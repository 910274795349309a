//! Plain-data summaries produced by each pipeline stage.
//!
//! The summaries own their data so callers can render or serialise a finished
//! run without holding on to the graph.

use std::collections::BTreeMap;

#[cfg(feature = "serde")]
use serde::Serialize;

use crate::{geometry::AreaMode, graph::VertexId};

/// Size and degree statistics of a geometric graph.
#[derive(Debug, Clone, PartialEq)]
#[cfg_attr(feature = "serde", derive(Serialize))]
pub struct GraphSummary {
    /// Number of vertices.
    pub vertex_count: usize,
    /// Number of undirected edges.
    pub edge_count: usize,
    /// Adjacency radius the graph was built with.
    pub radius: f64,
    /// Mean degree, `2E / N`.
    pub average_degree: f64,
    /// Smallest original degree.
    pub min_degree: usize,
    /// Largest original degree.
    pub max_degree: usize,
    /// Vertices holding the smallest degree, in id order.
    pub min_degree_vertices: Vec<VertexId>,
    /// Vertices holding the largest degree, in id order.
    pub max_degree_vertices: Vec<VertexId>,
    /// Number of vertices at each original degree.
    pub degree_frequency: BTreeMap<usize, usize>,
}

/// Outcome of the smallest-last ordering.
#[derive(Debug, Clone, PartialEq, Eq)]
#[cfg_attr(feature = "serde", derive(Serialize))]
pub struct OrderingSummary {
    /// Vertices in removal order.
    pub elimination_sequence: Vec<VertexId>,
    /// Degree of each vertex when removed, parallel to the sequence.
    pub degree_at_deletion: Vec<usize>,
    /// Original degree of each vertex, parallel to the sequence.
    pub original_degree: Vec<usize>,
    /// Size of the first complete subgraph left during removal.
    pub terminal_clique_size: Option<usize>,
    /// Largest degree seen at removal time.
    pub max_degree_when_deleted: usize,
}

/// Outcome of the greedy colouring.
#[derive(Debug, Clone, PartialEq, Eq)]
#[cfg_attr(feature = "serde", derive(Serialize))]
pub struct ColoringSummary {
    /// Colour of each vertex, indexed by id.
    pub color_of: Vec<usize>,
    /// Number of vertices holding each colour.
    pub class_sizes: BTreeMap<usize, usize>,
    /// Number of colours the palette grew to.
    pub palette_size: usize,
    /// Size of the most populous colour class.
    pub largest_class_size: usize,
    /// Number of edges whose endpoints share a colour.
    pub conflicting_pairs: usize,
    /// Conflict-resolution strategy label.
    pub strategy: &'static str,
}

/// One backbone found in a two-colour bipartite subgraph.
#[derive(Debug, Clone, PartialEq)]
#[cfg_attr(feature = "serde", derive(Serialize))]
pub struct BackboneReport {
    /// The colour pair whose classes formed the subgraph.
    pub colors: (usize, usize),
    /// Vertices reached by the traversal.
    pub vertices: usize,
    /// Edges inside the traversed component.
    pub edge_count: usize,
    /// Percentage of all vertices the backbone covers.
    pub domination: f64,
    /// Vertices in depth-first visit order.
    pub traversal: Vec<VertexId>,
}

/// The two largest backbones of a run.
#[derive(Debug, Clone, Default, PartialEq)]
#[cfg_attr(feature = "serde", derive(Serialize))]
pub struct BackboneSummary {
    /// Largest traversal over every examined pair.
    pub largest: Option<BackboneReport>,
    /// Largest traversal from a different colour pair.
    pub second_largest: Option<BackboneReport>,
    /// Number of colour pairs examined.
    pub pairs_examined: usize,
}

/// Full record of one analysis run.
#[derive(Debug, Clone, PartialEq)]
#[cfg_attr(feature = "serde", derive(Serialize))]
pub struct AnalysisReport {
    /// Human-readable run label.
    pub run_name: String,
    /// Seed used for point generation, absent when points were supplied.
    pub seed: Option<u64>,
    /// Deployment area the points were drawn from.
    pub area: AreaMode,
    /// Graph statistics.
    pub graph: GraphSummary,
    /// Ordering outcome.
    pub ordering: OrderingSummary,
    /// Colouring outcome.
    pub coloring: ColoringSummary,
    /// Backbone outcome.
    pub backbones: BackboneSummary,
}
^^^^
(Task to complete) Where a line of the listing holds the string "radius", copy that line.

(Reply)
    /// Adjacency radius the graph was built with.
    pub radius: f64,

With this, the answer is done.